Robert Spence Watson (8 June 1837 – 2 March 1911) was an English solicitor, reformer, politician and writer. He became noted for pioneering labour arbitrations. While refusing invitations to stand for Parliament, he was an influential figure in the Liberal Party throughout his later life.

==Life and career==
He was born in Gateshead, County Durham, the second child of Joseph Watson (1806–1874), an attorney, and his wife Sarah Spence; his parents were Quakers. He was the eldest of five sons, in a family where there were also seven daughters. The eldest daughter Lucy married in 1859 Alexander Corder, and their son Percy was Robert's biographer, as well as a partner in the family law firm.

Watson received his secondary education at Bootham School, York and began studying at University College London in 1853; he did not complete his degree there. He returned to the North East and was articled to his father.

In 1860 Watson became a solicitor. He went into practice with his father's firm, under the name J. & R. S. Watson; he remained in legal practice for the rest of his life. In 1995 a blue commemorative plaque was erected outside his home.

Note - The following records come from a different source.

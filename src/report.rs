//! The report builder: an append-only story rendered into a paginated PDF.

use std::fs;
use std::io::Write;
use std::path::{Path, PathBuf};

use genpdf::error::{Error, ErrorKind};
use image::DynamicImage;
use log::{debug, info, warn};

use crate::builder::{DocumentBuilder, ReportDecorator};
use crate::elements::{self, flatten_to_rgb, pixel_dimensions, StoryElement};
use crate::error::ReportError;
use crate::page::{self, PageDecoration};
use crate::richtext::parse_markup;
use crate::sizing::{fit_within, image_bounds, Inches, NATURAL_DPI};
use crate::story::{Flowable, ImageFlowable, ListValue, Story};

/// Line appended by [`ReportBuilder::print_list`] when the input is not a list of rows.
pub const LIST_DIAGNOSTIC: &str = "Object needs to be of type list";

/// Line appended by [`ReportBuilder::print_image`] when the image cannot be used.
pub const IMAGE_DIAGNOSTIC: &str = "The image did not print";

/// Height of each blank region around the spacer rule, in inches.
pub const SPACER_HEIGHT_IN: f64 = 0.1;

const RULE_LENGTH: usize = 122;

/// The dash rule drawn between the two blank regions of a spacer.
pub fn rule_text() -> String {
    "-".repeat(RULE_LENGTH)
}

/// A rendered report held in memory.
#[derive(Clone, Debug)]
pub struct RenderedReport {
    /// The encoded PDF document.
    pub bytes: Vec<u8>,
    /// Number of pages in the document.
    pub page_count: usize,
}

/// Accumulates flowables and renders them into a PDF with a title page and page numbers.
///
/// Every `print_*` method appends to the story and never removes or reorders what is already
/// there.  `print_list` and `print_image` do not fail: malformed input is replaced by a
/// diagnostic line so a report is still produced.
///
/// Rendering consumes the builder, so a report is generated at most once and nothing can be
/// appended afterwards.
///
/// ```no_run
/// use flowable_report::ReportBuilder;
///
/// let mut report = ReportBuilder::new("weekly.pdf", "Weekly Report", "Build Farm");
/// report
///     .print_line("All agents healthy.")
///     .print_spacer()
///     .print_list(vec![vec!["agent-01", "ok"], vec!["agent-02", "ok"]])
///     .print_image("load.png", 6.0, 4.0);
/// report.generate()?;
/// # Ok::<(), flowable_report::ReportError>(())
/// ```
pub struct ReportBuilder {
    path: PathBuf,
    title: String,
    secondary_title: String,
    story: Story,
    document: DocumentBuilder,
    first_page: PageDecoration,
    later_pages: PageDecoration,
}

impl ReportBuilder {
    /// Creates a builder that will write to `path` with the given cover titles.
    pub fn new(
        path: impl Into<PathBuf>,
        title: impl Into<String>,
        secondary_title: impl Into<String>,
    ) -> Self {
        Self {
            path: path.into(),
            title: title.into(),
            secondary_title: secondary_title.into(),
            story: Story::new(),
            document: DocumentBuilder::default(),
            first_page: page::first_page,
            later_pages: page::later_page,
        }
    }

    /// Replaces the page and typography settings.
    pub fn with_document(mut self, document: DocumentBuilder) -> Self {
        self.document = document;
        self
    }

    /// Replaces the decorations drawn on the first page and on every later page.
    pub fn with_page_decorations(mut self, first: PageDecoration, later: PageDecoration) -> Self {
        self.first_page = first;
        self.later_pages = later;
        self
    }

    /// Output path used by [`generate`](Self::generate).
    pub fn path(&self) -> &Path {
        &self.path
    }

    /// Title drawn on the first page.
    pub fn title(&self) -> &str {
        &self.title
    }

    /// Secondary title drawn below the title on the first page.
    pub fn secondary_title(&self) -> &str {
        &self.secondary_title
    }

    /// The flowables appended so far.
    pub fn story(&self) -> &Story {
        &self.story
    }

    /// Appends a blank region, a dash rule and another blank region.
    pub fn print_spacer(&mut self) -> &mut Self {
        self.story.push(Flowable::Spacer(SPACER_HEIGHT_IN));
        self.story.push(Flowable::paragraph(rule_text()));
        self.story.push(Flowable::Spacer(SPACER_HEIGHT_IN));
        self
    }

    /// Appends one paragraph of plain text.
    pub fn print_line(&mut self, text: impl Into<String>) -> &mut Self {
        self.story.push(Flowable::paragraph(text));
        self
    }

    /// Appends one paragraph parsed from inline markup.
    ///
    /// See [`crate::richtext`] for the supported tags.  Malformed markup is rejected and nothing
    /// is appended.
    pub fn print_markup(&mut self, text: &str) -> Result<&mut Self, ReportError> {
        let spans = parse_markup(text)?;
        self.story.push(Flowable::Paragraph(spans));
        Ok(self)
    }

    /// Appends the first entry of every row as its own paragraph.
    ///
    /// If `rows` is not a list of rows the call appends [`LIST_DIAGNOSTIC`] instead of any
    /// row.  Empty rows are skipped.
    pub fn print_list(&mut self, rows: impl Into<ListValue>) -> &mut Self {
        match rows.into().first_entries() {
            Ok(rows) => {
                for index in &rows.empty_rows {
                    warn!("Skipping empty list row {}", index);
                }
                debug!("Appending {} list rows", rows.lines.len());
                self.story
                    .extend(rows.lines.into_iter().map(Flowable::paragraph));
            }
            Err(err) => {
                warn!("List could not be printed: {}", err);
                self.story.push(Flowable::paragraph(LIST_DIAGNOSTIC));
            }
        }
        self
    }

    /// Appends the image at `path`, sized from the requested `width` and `height` in inches.
    ///
    /// Requests wider than 8 in or taller than 9 in are clamped (see [`crate::sizing`]) and the
    /// image is shrunk to fit the result.  Unreadable images and non-positive sizes append
    /// [`IMAGE_DIAGNOSTIC`] instead.
    pub fn print_image(&mut self, path: impl AsRef<Path>, width: f64, height: f64) -> &mut Self {
        let path = path.as_ref();
        let decoded = elements::decode_image_from_path(path);
        self.push_image(decoded, Inches::new(width, height), &path.display().to_string())
    }

    /// Same as [`print_image`](Self::print_image) for encoded image data held in memory.
    pub fn print_image_bytes(
        &mut self,
        bytes: impl AsRef<[u8]>,
        width: f64,
        height: f64,
    ) -> &mut Self {
        let decoded = elements::decode_image_from_bytes(bytes);
        self.push_image(decoded, Inches::new(width, height), "in-memory image")
    }

    fn push_image(
        &mut self,
        decoded: Result<DynamicImage, Error>,
        requested: Inches,
        source: &str,
    ) -> &mut Self {
        match decoded.and_then(|image| resolve_image(image, requested)) {
            Ok(image) => {
                debug!(
                    "Appending image {} at {:.2}x{:.2} in",
                    source,
                    image.size().width,
                    image.size().height
                );
                self.story.push(Flowable::Image(image));
            }
            Err(err) => {
                warn!("Image {} did not print: {}", source, err);
                self.story.push(Flowable::paragraph(IMAGE_DIAGNOSTIC));
            }
        }
        self
    }

    /// Lays out the story and returns the encoded document without touching the file system.
    pub fn render(self) -> Result<RenderedReport, ReportError> {
        let Self {
            title,
            secondary_title,
            story,
            document,
            first_page,
            later_pages,
            ..
        } = self;

        let decorator = ReportDecorator::new(title.as_str(), secondary_title, first_page, later_pages);
        let pages = decorator.page_counter();
        let mut document = document
            .build(&title, decorator)
            .map_err(ReportError::FontLoad)?;

        for flowable in &story {
            document.push(StoryElement::from_flowable(flowable).map_err(ReportError::Render)?);
        }

        let mut bytes = Vec::new();
        document.render(&mut bytes).map_err(ReportError::Render)?;

        Ok(RenderedReport {
            bytes,
            page_count: pages.get(),
        })
    }

    /// Renders the report and writes it to `writer`.
    pub fn generate_to<W: Write>(self, mut writer: W) -> Result<RenderedReport, ReportError> {
        let rendered = self.render()?;
        writer
            .write_all(&rendered.bytes)
            .and_then(|_| writer.flush())
            .map_err(|err| ReportError::io(None, err))?;
        Ok(rendered)
    }

    /// Renders the report and writes it to the configured path.
    pub fn generate(self) -> Result<(), ReportError> {
        let path = self.path.clone();
        let rendered = self.render()?;
        fs::write(&path, &rendered.bytes).map_err(|err| ReportError::io(Some(path.clone()), err))?;
        info!(
            "Generated {} ({} pages, {} bytes)",
            path.display(),
            rendered.page_count,
            rendered.bytes.len()
        );
        Ok(())
    }
}

fn resolve_image(image: DynamicImage, requested: Inches) -> Result<ImageFlowable, Error> {
    if !requested.is_drawable() {
        return Err(Error::new(
            format!(
                "Requested size {}x{} in is not drawable",
                requested.width, requested.height
            ),
            ErrorKind::InvalidData,
        ));
    }

    let image = flatten_to_rgb(image);
    let (width_px, height_px) = pixel_dimensions(&image);
    if width_px == 0 || height_px == 0 {
        return Err(Error::new("Image has no pixels", ErrorKind::InvalidData));
    }

    let bounds = image_bounds(requested);
    let natural = Inches::from_pixels(width_px, height_px, NATURAL_DPI);
    let size = fit_within(natural, bounds);
    Ok(ImageFlowable::new(image, requested, bounds, size))
}
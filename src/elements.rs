//! Conversion of story flowables into `genpdf` elements.
//!
//! Also hosts the image decoding helpers used when images are appended, and a fixed-height
//! spacer element that `genpdf` does not ship with.

use std::path::Path;

use image::GenericImageView;
use log::warn;

use genpdf::elements::{Image, Paragraph};
use genpdf::error::{Context as _, Error};
use genpdf::style::Style;
use genpdf::{render, Element, Mm, RenderResult, Scale, Size};

use crate::sizing::{Inches, MM_PER_INCH};
use crate::story::{Flowable, ImageFlowable};

/// Resolution `genpdf` assumes for images without an explicit DPI.
const GENPDF_IMAGE_DPI: f64 = 300.0;

pub(crate) fn mm_from_f64(value: f64) -> Mm {
    Mm::from(printpdf::Mm(value))
}

/// Converts a length in inches to the layout engine's unit.
pub fn inches(value: f64) -> Mm {
    mm_from_f64(value * MM_PER_INCH)
}

pub(crate) fn mm_to_f64(value: Mm) -> f64 {
    let mm: printpdf::Mm = value.into();
    mm.0
}

/// Loads an image from the given path, guessing the format from its contents.
pub fn decode_image_from_path(path: impl AsRef<Path>) -> Result<image::DynamicImage, Error> {
    let path = path.as_ref();
    let reader = image::io::Reader::open(path)
        .with_context(|| format!("Failed to open image file {}", path.display()))?;
    reader
        .with_guessed_format()
        .context("Unable to determine image format")?
        .decode()
        .with_context(|| format!("Failed to decode image file {}", path.display()))
}

/// Loads an image from in-memory bytes.
pub fn decode_image_from_bytes(bytes: impl AsRef<[u8]>) -> Result<image::DynamicImage, Error> {
    image::load_from_memory(bytes.as_ref()).context("Failed to decode image from provided bytes")
}

/// Drops any alpha channel so the PDF backend can embed the pixels.
pub(crate) fn flatten_to_rgb(image: image::DynamicImage) -> image::DynamicImage {
    match image {
        image::DynamicImage::ImageRgb8(_) => image,
        other => image::DynamicImage::ImageRgb8(other.to_rgb8()),
    }
}

/// Pixel dimensions of a decoded image.
pub(crate) fn pixel_dimensions(image: &image::DynamicImage) -> (u32, u32) {
    image.dimensions()
}

/// Vertical whitespace of a fixed height.
///
/// Near the bottom of a page the space is truncated to what is left rather than pushed to the
/// next page.
#[derive(Clone, Copy, Debug)]
pub struct VerticalSpace {
    height: Mm,
}

impl VerticalSpace {
    /// Creates a spacer of the given height.
    pub fn new(height: impl Into<Mm>) -> Self {
        Self {
            height: height.into(),
        }
    }

    /// Creates a spacer measured in inches.
    pub fn inches(height: f64) -> Self {
        Self::new(inches(height))
    }
}

impl Element for VerticalSpace {
    fn render(
        &mut self,
        _context: &genpdf::Context,
        area: render::Area<'_>,
        _style: Style,
    ) -> Result<RenderResult, Error> {
        let available = area.size().height;
        let height = if self.height > available {
            available
        } else {
            self.height
        };

        let mut result = RenderResult::default();
        result.size = Size::new(0, height);
        Ok(result)
    }
}

/// Builds the `genpdf` image for an image flowable, scaled to its resolved size.
pub fn image_element(flowable: &ImageFlowable) -> Result<Image, Error> {
    let (width_px, _) = pixel_dimensions(flowable.image());
    let mut image = Image::from_dynamic_image(flowable.image().clone())?;

    let native = Inches::from_pixels(width_px, 1, GENPDF_IMAGE_DPI);
    let scale = if native.width > f64::EPSILON {
        flowable.size().width / native.width
    } else {
        1.0
    };

    image.set_scale(Scale::new(scale, scale));
    Ok(image)
}

/// An image that moves to the next page when it does not fit below the current content.
///
/// `genpdf` images draw wherever they are placed, so the remaining height is checked here.  An
/// image is deferred at most once; if it still does not fit on the following page it is drawn
/// anyway.
pub struct PagedImage {
    image: Image,
    height: Mm,
    deferred: bool,
}

impl PagedImage {
    /// Wraps an image flowable.
    pub fn new(flowable: &ImageFlowable) -> Result<Self, Error> {
        Ok(Self {
            image: image_element(flowable)?,
            height: inches(flowable.size().height),
            deferred: false,
        })
    }
}

impl Element for PagedImage {
    fn render(
        &mut self,
        context: &genpdf::Context,
        area: render::Area<'_>,
        style: Style,
    ) -> Result<RenderResult, Error> {
        if self.height > area.size().height {
            if !self.deferred {
                self.deferred = true;
                let mut result = RenderResult::default();
                result.has_more = true;
                return Ok(result);
            }
            warn!("Image is taller than a full page and will be clipped");
        }
        self.image.render(context, area, style)
    }
}

/// A story flowable converted into a `genpdf` element.
pub enum StoryElement {
    /// A text paragraph.
    Paragraph(Paragraph),
    /// Fixed vertical whitespace.
    Space(VerticalSpace),
    /// An image that moves to the next page when needed.
    Image(PagedImage),
}

impl StoryElement {
    /// Converts a flowable into the element that lays it out.
    pub fn from_flowable(flowable: &Flowable) -> Result<Self, Error> {
        Ok(match flowable {
            Flowable::Paragraph(spans) => {
                let mut paragraph = Paragraph::default();
                for span in spans {
                    paragraph.push(span.to_styled_string());
                }
                Self::Paragraph(paragraph)
            }
            Flowable::Spacer(height) => Self::Space(VerticalSpace::inches(*height)),
            Flowable::Image(image) => Self::Image(PagedImage::new(image)?),
        })
    }
}

impl Element for StoryElement {
    fn render(
        &mut self,
        context: &genpdf::Context,
        area: render::Area<'_>,
        style: Style,
    ) -> Result<RenderResult, Error> {
        match self {
            Self::Paragraph(paragraph) => paragraph.render(context, area, style),
            Self::Space(space) => space.render(context, area, style),
            Self::Image(image) => image.render(context, area, style),
        }
    }
}

#[cfg(test)]
mod tests {
    use super::*;

    #[test]
    fn millimetre_conversions_round_trip() {
        assert!((mm_to_f64(mm_from_f64(2.54)) - 2.54).abs() < 1e-9);
    }

    #[test]
    fn spacer_height_is_in_inches() {
        let spacer = VerticalSpace::inches(0.1);
        assert!((mm_to_f64(spacer.height) - 2.54).abs() < 1e-9);
    }

    #[test]
    fn alpha_is_flattened() {
        let rgba = image::DynamicImage::ImageRgba8(image::RgbaImage::new(3, 2));
        let flattened = flatten_to_rgb(rgba);
        assert!(matches!(flattened, image::DynamicImage::ImageRgb8(_)));
        assert_eq!(pixel_dimensions(&flattened), (3, 2));
    }

    #[test]
    fn paragraphs_and_spacers_convert_without_fonts() {
        assert!(matches!(
            StoryElement::from_flowable(&Flowable::paragraph("text")),
            Ok(StoryElement::Paragraph(_))
        ));
        assert!(matches!(
            StoryElement::from_flowable(&Flowable::Spacer(0.1)),
            Ok(StoryElement::Space(_))
        ));
    }

    #[test]
    fn undecodable_bytes_are_an_error() {
        assert!(decode_image_from_bytes(b"definitely not an image").is_err());
    }
}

==Liberal Party politics==
Watson's father was a liberal radical. Robert Spence Watson acted as political agent for Joseph Cowen in 1873, ahead of the 1874 general election. Cowen, in parliament from 1874 to 1886, was elected on a Liberal tide in the North of England but identified as a Radical. Watson also became close to Joseph Chamberlain, as they and others worked in the mid-1870s to set up the National Liberal Federation (NLF). This was a point of difference, however, with Cowen, who disliked the caucus or party machine system the NLF was designed to provide.

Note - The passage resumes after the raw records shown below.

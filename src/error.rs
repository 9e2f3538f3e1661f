//! Error type returned by report operations that can fail.

use std::fmt;
use std::io;
use std::path::PathBuf;

use crate::richtext::ParseError;

/// Errors surfaced to callers of [`ReportBuilder`](crate::report::ReportBuilder).
///
/// Content problems in `print_list` and `print_image` never show up here; those
/// operations degrade to a diagnostic line in the story instead.
#[derive(Debug)]
pub enum ReportError {
    /// No usable font family could be loaded.
    FontLoad(genpdf::error::Error),
    /// The layout engine failed while paginating or encoding the document.
    Render(genpdf::error::Error),
    /// The rendered document could not be written to its destination.
    Io {
        /// Destination that failed, if the output went to a file.
        path: Option<PathBuf>,
        /// Underlying I/O error.
        source: io::Error,
    },
    /// Caller supplied text that could not be interpreted.
    InvalidInput(ParseError),
}

impl ReportError {
    pub(crate) fn io(path: Option<PathBuf>, source: io::Error) -> Self {
        Self::Io { path, source }
    }
}

impl From<ParseError> for ReportError {
    fn from(err: ParseError) -> Self {
        Self::InvalidInput(err)
    }
}

impl fmt::Display for ReportError {
    fn fmt(&self, f: &mut fmt::Formatter<'_>) -> fmt::Result {
        match self {
            Self::FontLoad(err) => write!(f, "Failed to load report fonts: {err}"),
            Self::Render(err) => write!(f, "Failed to render report: {err}"),
            Self::Io {
                path: Some(path),
                source,
            } => write!(f, "Failed to write report to {}: {source}", path.display()),
            Self::Io { path: None, source } => write!(f, "Failed to write report: {source}"),
            Self::InvalidInput(err) => write!(f, "Invalid report input: {err}"),
        }
    }
}

impl std::error::Error for ReportError {
    fn source(&self) -> Option<&(dyn std::error::Error + 'static)> {
        match self {
            Self::FontLoad(err) | Self::Render(err) => Some(err),
            Self::Io { source, .. } => Some(source),
            Self::InvalidInput(err) => Some(err),
        }
    }
}
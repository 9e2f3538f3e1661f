//! Image sizing policy.
//!
//! Requested image sizes are given in inches.  Oversized requests are clamped by a fixed
//! threshold table and the decoded image is then shrunk, keeping its aspect ratio, until it fits
//! within the clamped bounds.  Images are never enlarged.

/// Requests wider than this are clamped to [`CLAMPED_WIDTH_IN`].
pub const WIDTH_THRESHOLD_IN: f64 = 8.0;
/// Requests taller than this are clamped to [`CLAMPED_HEIGHT_IN`].
pub const HEIGHT_THRESHOLD_IN: f64 = 9.0;
/// Width used when a request exceeds [`WIDTH_THRESHOLD_IN`].
pub const CLAMPED_WIDTH_IN: f64 = 7.0;
/// Height used when a request exceeds [`HEIGHT_THRESHOLD_IN`].
pub const CLAMPED_HEIGHT_IN: f64 = 8.0;

/// Resolution used to derive the natural size of a decoded image.
pub const NATURAL_DPI: f64 = 72.0;

/// Millimetres per inch.
pub const MM_PER_INCH: f64 = 25.4;

/// A width/height pair measured in inches.
#[derive(Clone, Copy, Debug, Default, PartialEq)]
pub struct Inches {
    /// Horizontal extent.
    pub width: f64,
    /// Vertical extent.
    pub height: f64,
}

impl Inches {
    /// Creates a new size.
    pub fn new(width: f64, height: f64) -> Self {
        Self { width, height }
    }

    /// Natural size of an image with the given pixel dimensions at `dpi`.
    pub fn from_pixels(width_px: u32, height_px: u32, dpi: f64) -> Self {
        Self::new(width_px as f64 / dpi, height_px as f64 / dpi)
    }

    /// Whether both extents are finite and strictly positive.
    pub fn is_drawable(&self) -> bool {
        self.width.is_finite() && self.height.is_finite() && self.width > 0.0 && self.height > 0.0
    }

    /// Width in millimetres.
    pub fn width_mm(&self) -> f64 {
        self.width * MM_PER_INCH
    }

    /// Height in millimetres.
    pub fn height_mm(&self) -> f64 {
        self.height * MM_PER_INCH
    }
}

/// Applies the threshold table to a requested size.
///
/// The clamped width of 7 in exceeds the 6.5 in content width of Letter paper with the default
/// one inch margins, so a clamped image overlaps the right margin.  Use
/// [`DocumentBuilder::with_margins`](crate::DocumentBuilder::with_margins) with at most 0.75 in
/// to keep it inside.
///
/// The comparisons are strict on both sides, so a request that sits exactly on a threshold
/// (`width == 8` or `height == 9`) is returned unchanged even when the other extent is oversized.
pub fn image_bounds(requested: Inches) -> Inches {
    let Inches { width, height } = requested;
    if width > WIDTH_THRESHOLD_IN && height > HEIGHT_THRESHOLD_IN {
        Inches::new(CLAMPED_WIDTH_IN, CLAMPED_HEIGHT_IN)
    } else if width > WIDTH_THRESHOLD_IN && height < HEIGHT_THRESHOLD_IN {
        Inches::new(CLAMPED_WIDTH_IN, height)
    } else if width < WIDTH_THRESHOLD_IN && height > HEIGHT_THRESHOLD_IN {
        Inches::new(width, CLAMPED_HEIGHT_IN)
    } else {
        requested
    }
}

/// Shrinks `natural` uniformly so that it fits within `bounds`.
///
/// Sizes that already fit are returned as-is.
pub fn fit_within(natural: Inches, bounds: Inches) -> Inches {
    if natural.width <= bounds.width && natural.height <= bounds.height {
        return natural;
    }

    let factor = (bounds.width / natural.width).min(bounds.height / natural.height);
    Inches::new(natural.width * factor, natural.height * factor)
}

#[cfg(test)]
mod tests {
    use super::*;

    fn assert_close(actual: Inches, expected: Inches) {
        assert!(
            (actual.width - expected.width).abs() < 1e-9
                && (actual.height - expected.height).abs() < 1e-9,
            "expected {expected:?}, got {actual:?}"
        );
    }

    #[test]
    fn oversized_in_both_directions_clamps_to_seven_by_eight() {
        assert_eq!(image_bounds(Inches::new(10.0, 10.0)), Inches::new(7.0, 8.0));
    }

    #[test]
    fn only_width_oversized_keeps_height() {
        assert_eq!(image_bounds(Inches::new(10.0, 5.0)), Inches::new(7.0, 5.0));
    }

    #[test]
    fn only_height_oversized_keeps_width() {
        assert_eq!(image_bounds(Inches::new(5.0, 10.0)), Inches::new(5.0, 8.0));
    }

    #[test]
    fn small_request_is_unchanged() {
        assert_eq!(image_bounds(Inches::new(5.0, 5.0)), Inches::new(5.0, 5.0));
    }

    #[test]
    fn exact_thresholds_fall_through_unchanged() {
        assert_eq!(image_bounds(Inches::new(10.0, 9.0)), Inches::new(10.0, 9.0));
        assert_eq!(image_bounds(Inches::new(8.0, 10.0)), Inches::new(8.0, 10.0));
        assert_eq!(image_bounds(Inches::new(8.0, 9.0)), Inches::new(8.0, 9.0));
    }

    #[test]
    fn fit_within_preserves_aspect_ratio() {
        let fitted = fit_within(Inches::new(14.0, 7.0), Inches::new(7.0, 8.0));
        assert_close(fitted, Inches::new(7.0, 3.5));

        let fitted = fit_within(Inches::new(4.0, 16.0), Inches::new(7.0, 8.0));
        assert_close(fitted, Inches::new(2.0, 8.0));
    }

    #[test]
    fn fit_within_never_enlarges() {
        let natural = Inches::new(1.0, 2.0);
        assert_eq!(fit_within(natural, Inches::new(7.0, 8.0)), natural);
    }

    #[test]
    fn natural_size_uses_dpi() {
        assert_close(
            Inches::from_pixels(144, 72, NATURAL_DPI),
            Inches::new(2.0, 1.0),
        );
    }

    #[test]
    fn drawable_rejects_degenerate_sizes() {
        assert!(Inches::new(1.0, 1.0).is_drawable());
        assert!(!Inches::new(0.0, 1.0).is_drawable());
        assert!(!Inches::new(1.0, -2.0).is_drawable());
        assert!(!Inches::new(f64::NAN, 1.0).is_drawable());
        assert!(!Inches::new(1.0, f64::INFINITY).is_drawable());
    }
}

At the beginning of 1883, Newcastle Member of Parliament Ashton Wentworth Dilke was in bad health. Watson had prepared the ground with John Morley, and when Dilke resigned his seat, Morley entered the selection process with some assurances that he would not be opposed by Joseph Cowen. The assurances, however, turned out to be poorly founded. Cowen, who had been campaigning against the policies of William Gladstone, did not endorse Morley; who was though elected in the by-election over the Tory Gainsford Bruce with the "commanding influence" of Watson behind him. Cowen failed to get Lowthian Bell to run, and his candidate Elijah Copland gained little traction despite support from Cowen's newspapers. Moisey Ostrogorsky wrote (English translation 1902) of the proceedings:

The desired effect of the fait accompli, intended to discourage any other serious candidature, was produced, and the candidate of the Caucus was elected. Encouraged by this success, the Caucus became still more intolerant and intractable with regard to its grievances against the too independent member.

D. A. Hamer, in his biography of Morley, concluded that Ostrogorsky's allegations amounted to saying that Morley had been used in a plot to reduce Cowen's influence. In 1885 Watson was in the group of leading Liberals lobbying Morley to campaign against British involvement in the Mahdist War, against Chamberlain's view.

Watson was president of the Newcastle Liberal and Radical Association from 1884 to 1897. In 1890 he was elected president of the NLF, succeeding Sir James Kitson. In seconding the proposal of Watson, Henry Joseph Wilson mentioned that Watson had been nominated sole arbiter of 30 major trade disputes; the Oxford Dictionary of National Biography gives the figure of 47 disputes in industry in the north of England to 1894. His work as arbitrator was voluntary. Watson held the presidency until 1902.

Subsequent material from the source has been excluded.